## [Aim of the task]
Keep every line of the data below that has the string "bool" and present those lines.

## [Stored records]
━━━━━━━━━━━━━━━━━━━━
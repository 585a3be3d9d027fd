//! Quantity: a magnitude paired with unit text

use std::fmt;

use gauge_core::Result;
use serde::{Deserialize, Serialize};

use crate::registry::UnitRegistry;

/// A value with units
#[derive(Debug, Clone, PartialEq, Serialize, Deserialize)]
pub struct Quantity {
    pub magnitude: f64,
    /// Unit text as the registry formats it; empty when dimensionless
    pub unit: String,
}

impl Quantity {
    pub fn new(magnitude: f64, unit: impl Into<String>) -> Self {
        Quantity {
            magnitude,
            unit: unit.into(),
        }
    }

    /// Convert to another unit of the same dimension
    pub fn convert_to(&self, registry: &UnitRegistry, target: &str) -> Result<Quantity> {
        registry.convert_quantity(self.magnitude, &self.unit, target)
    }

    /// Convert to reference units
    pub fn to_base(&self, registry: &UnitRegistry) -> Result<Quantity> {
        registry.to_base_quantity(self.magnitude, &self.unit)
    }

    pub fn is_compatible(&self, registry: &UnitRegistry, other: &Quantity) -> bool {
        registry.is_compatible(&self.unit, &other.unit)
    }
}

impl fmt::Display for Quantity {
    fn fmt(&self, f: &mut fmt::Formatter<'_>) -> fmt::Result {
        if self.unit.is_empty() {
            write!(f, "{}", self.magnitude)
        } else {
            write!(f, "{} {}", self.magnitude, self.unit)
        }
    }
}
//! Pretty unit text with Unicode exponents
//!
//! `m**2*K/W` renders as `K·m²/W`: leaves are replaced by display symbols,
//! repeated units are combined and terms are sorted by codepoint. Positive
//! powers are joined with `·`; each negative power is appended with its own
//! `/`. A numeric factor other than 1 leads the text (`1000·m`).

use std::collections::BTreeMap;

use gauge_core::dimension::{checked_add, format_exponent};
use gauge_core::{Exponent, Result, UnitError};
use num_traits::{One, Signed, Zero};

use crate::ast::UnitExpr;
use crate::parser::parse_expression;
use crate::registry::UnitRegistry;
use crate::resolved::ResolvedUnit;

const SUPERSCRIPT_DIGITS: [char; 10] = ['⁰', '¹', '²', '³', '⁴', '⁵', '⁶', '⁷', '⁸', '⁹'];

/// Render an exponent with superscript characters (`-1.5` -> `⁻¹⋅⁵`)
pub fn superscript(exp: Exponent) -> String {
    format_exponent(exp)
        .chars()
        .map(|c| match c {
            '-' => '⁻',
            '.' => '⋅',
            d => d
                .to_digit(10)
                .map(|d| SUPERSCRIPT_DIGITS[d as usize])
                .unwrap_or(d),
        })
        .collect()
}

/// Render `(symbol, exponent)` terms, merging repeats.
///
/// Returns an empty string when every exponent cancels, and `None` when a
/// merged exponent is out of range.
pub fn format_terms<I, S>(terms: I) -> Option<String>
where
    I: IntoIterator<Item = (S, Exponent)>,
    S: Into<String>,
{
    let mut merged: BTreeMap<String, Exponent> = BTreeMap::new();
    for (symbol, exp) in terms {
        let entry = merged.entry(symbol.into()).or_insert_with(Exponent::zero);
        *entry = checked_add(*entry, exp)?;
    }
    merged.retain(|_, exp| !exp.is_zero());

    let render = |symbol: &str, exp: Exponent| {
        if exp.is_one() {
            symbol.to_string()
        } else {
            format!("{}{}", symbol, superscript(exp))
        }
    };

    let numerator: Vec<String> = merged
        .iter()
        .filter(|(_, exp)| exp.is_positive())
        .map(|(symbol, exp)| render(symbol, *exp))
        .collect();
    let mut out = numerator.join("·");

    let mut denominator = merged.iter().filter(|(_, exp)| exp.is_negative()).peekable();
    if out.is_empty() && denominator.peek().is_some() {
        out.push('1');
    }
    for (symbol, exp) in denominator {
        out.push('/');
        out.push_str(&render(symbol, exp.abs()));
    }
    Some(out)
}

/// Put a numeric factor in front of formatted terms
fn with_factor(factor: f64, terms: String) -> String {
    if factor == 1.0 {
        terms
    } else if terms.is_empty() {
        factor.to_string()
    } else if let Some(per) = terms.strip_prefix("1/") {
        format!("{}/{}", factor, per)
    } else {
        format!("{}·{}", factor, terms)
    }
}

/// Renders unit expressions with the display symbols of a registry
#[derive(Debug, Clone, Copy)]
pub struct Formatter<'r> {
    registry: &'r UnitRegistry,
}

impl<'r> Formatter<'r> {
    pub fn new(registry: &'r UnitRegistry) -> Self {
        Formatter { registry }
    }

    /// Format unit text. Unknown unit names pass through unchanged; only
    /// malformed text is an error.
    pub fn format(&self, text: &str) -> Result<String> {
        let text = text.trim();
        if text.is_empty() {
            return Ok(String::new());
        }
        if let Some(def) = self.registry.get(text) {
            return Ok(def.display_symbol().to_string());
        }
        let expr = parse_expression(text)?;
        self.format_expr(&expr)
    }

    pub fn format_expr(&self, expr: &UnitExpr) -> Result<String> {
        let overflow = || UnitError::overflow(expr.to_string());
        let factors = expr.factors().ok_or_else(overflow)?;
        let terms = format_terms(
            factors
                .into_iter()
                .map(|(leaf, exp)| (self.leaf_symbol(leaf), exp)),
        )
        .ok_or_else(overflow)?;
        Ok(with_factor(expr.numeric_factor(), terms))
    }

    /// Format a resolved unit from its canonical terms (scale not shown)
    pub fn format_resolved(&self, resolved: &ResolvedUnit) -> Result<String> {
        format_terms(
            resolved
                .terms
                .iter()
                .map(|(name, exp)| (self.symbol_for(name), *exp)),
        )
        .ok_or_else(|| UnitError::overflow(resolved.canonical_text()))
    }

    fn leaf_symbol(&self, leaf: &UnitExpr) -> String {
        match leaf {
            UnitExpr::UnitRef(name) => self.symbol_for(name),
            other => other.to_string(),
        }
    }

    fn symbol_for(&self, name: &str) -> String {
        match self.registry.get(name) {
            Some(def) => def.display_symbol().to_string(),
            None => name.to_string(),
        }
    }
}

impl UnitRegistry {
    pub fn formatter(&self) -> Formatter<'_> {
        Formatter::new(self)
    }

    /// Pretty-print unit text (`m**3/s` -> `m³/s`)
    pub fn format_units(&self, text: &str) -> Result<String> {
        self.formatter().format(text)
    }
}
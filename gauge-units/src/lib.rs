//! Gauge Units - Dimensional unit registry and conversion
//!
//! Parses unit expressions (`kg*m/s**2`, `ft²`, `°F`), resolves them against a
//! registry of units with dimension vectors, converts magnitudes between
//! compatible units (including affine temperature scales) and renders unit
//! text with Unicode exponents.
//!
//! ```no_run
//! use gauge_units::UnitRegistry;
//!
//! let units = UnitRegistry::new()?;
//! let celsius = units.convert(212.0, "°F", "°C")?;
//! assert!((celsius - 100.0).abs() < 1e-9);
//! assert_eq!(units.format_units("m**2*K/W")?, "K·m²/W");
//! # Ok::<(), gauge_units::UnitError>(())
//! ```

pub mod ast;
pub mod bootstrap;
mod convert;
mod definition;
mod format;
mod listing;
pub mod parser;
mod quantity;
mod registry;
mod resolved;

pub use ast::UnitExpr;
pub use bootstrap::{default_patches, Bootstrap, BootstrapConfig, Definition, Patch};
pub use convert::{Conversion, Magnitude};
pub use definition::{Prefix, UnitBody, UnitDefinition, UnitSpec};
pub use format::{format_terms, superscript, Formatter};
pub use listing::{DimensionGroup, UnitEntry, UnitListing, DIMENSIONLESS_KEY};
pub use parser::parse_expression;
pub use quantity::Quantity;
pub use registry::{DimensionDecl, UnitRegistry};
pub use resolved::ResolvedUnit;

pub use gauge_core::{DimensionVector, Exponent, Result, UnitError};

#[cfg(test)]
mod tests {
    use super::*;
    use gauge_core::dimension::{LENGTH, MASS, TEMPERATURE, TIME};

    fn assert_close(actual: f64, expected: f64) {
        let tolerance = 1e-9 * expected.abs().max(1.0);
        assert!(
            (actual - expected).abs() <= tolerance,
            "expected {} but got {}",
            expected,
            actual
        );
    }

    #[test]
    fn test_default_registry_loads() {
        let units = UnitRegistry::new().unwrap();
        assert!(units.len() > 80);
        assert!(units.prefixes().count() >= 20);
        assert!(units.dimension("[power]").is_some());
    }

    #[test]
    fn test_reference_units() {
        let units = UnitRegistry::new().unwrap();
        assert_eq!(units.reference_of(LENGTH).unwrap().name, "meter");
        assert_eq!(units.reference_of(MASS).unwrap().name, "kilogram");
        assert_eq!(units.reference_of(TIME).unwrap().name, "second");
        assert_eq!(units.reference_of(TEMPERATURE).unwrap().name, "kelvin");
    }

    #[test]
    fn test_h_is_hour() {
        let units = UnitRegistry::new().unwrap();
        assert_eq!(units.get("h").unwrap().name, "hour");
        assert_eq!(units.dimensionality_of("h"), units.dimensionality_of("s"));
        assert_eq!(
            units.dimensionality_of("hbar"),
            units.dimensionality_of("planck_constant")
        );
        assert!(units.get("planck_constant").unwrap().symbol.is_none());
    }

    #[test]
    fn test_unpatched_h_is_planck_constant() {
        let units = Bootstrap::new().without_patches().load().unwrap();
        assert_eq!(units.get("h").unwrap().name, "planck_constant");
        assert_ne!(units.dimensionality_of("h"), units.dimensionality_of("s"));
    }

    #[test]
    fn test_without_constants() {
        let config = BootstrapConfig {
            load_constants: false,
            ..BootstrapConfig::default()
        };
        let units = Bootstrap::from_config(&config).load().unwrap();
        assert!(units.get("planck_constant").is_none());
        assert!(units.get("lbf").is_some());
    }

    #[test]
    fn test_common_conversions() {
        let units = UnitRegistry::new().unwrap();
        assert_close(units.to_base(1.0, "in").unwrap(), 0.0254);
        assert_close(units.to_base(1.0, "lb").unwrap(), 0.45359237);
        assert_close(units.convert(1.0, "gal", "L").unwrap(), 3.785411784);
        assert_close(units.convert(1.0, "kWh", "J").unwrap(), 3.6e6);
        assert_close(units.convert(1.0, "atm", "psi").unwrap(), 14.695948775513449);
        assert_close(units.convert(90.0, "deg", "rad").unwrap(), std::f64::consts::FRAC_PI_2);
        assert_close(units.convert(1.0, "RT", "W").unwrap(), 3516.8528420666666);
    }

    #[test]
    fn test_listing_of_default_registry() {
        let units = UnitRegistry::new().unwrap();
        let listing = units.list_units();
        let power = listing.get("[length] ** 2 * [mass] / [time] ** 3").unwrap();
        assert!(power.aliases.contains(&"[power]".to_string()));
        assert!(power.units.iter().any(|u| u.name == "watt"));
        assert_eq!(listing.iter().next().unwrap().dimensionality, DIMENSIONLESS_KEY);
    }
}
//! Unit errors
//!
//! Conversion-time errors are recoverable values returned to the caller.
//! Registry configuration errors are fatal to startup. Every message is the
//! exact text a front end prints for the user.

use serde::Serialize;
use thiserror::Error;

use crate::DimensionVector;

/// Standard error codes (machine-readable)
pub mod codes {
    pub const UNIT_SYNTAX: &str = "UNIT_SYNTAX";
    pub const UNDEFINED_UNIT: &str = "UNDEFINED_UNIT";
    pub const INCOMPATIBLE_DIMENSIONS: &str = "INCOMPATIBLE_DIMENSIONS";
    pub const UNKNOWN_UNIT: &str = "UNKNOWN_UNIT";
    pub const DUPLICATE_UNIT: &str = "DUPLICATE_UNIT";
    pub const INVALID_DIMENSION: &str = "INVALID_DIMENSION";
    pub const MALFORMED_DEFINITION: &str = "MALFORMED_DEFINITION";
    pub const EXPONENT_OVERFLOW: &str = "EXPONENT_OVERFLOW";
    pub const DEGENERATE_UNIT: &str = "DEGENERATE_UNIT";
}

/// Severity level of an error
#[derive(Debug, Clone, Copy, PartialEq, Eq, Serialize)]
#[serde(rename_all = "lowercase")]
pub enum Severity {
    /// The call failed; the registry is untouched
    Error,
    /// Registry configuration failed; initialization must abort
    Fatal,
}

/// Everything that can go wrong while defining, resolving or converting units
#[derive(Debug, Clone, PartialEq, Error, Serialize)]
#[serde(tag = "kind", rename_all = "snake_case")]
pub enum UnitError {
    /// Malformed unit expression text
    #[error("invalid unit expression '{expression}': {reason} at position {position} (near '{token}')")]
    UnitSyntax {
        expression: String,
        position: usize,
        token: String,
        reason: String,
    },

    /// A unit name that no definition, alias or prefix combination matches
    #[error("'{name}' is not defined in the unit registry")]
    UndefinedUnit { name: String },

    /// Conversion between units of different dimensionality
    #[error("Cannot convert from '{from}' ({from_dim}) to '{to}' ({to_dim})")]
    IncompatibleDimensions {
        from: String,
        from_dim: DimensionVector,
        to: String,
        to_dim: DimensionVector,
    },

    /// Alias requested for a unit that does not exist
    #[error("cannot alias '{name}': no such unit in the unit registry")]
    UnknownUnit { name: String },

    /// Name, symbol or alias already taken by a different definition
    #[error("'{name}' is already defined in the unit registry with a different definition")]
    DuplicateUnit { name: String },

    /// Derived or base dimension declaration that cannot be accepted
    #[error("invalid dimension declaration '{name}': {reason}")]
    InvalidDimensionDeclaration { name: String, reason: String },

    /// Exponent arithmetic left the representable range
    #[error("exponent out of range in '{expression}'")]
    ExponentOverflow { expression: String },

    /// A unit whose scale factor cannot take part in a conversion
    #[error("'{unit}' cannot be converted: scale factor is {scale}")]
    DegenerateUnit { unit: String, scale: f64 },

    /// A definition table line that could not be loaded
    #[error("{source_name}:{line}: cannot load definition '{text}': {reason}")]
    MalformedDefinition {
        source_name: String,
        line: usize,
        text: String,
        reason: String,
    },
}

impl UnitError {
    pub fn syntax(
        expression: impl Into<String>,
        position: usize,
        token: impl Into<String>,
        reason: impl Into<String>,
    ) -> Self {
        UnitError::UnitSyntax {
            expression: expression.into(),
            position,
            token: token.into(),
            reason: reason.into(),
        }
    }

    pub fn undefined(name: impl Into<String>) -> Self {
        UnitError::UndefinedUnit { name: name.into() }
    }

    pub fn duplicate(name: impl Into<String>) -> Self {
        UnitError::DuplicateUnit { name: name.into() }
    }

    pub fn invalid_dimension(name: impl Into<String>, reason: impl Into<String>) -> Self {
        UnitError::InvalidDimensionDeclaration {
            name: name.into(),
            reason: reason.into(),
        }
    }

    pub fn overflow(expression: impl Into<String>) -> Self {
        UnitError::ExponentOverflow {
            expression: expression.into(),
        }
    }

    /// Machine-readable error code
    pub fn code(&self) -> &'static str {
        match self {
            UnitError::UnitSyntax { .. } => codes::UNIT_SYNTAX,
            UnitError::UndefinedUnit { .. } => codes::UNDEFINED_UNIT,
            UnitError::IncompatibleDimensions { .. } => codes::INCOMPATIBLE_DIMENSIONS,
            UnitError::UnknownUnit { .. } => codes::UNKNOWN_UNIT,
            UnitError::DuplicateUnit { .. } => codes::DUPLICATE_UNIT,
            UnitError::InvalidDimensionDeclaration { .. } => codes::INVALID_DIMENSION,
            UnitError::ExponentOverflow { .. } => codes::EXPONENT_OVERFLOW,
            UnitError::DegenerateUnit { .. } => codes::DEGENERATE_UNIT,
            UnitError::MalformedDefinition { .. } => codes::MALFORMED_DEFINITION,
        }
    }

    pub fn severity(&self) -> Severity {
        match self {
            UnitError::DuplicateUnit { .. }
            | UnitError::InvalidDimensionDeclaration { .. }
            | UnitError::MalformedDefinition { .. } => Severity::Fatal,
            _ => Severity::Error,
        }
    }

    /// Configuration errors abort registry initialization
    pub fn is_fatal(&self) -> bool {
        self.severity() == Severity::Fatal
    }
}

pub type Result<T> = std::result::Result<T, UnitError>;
━━━━━━━━━━━━━━━━━━━━
## [Task result]
    pub fn is_compatible(&self, registry: &UnitRegistry, other: &Quantity) -> bool {
    pub fn is_fatal(&self) -> bool {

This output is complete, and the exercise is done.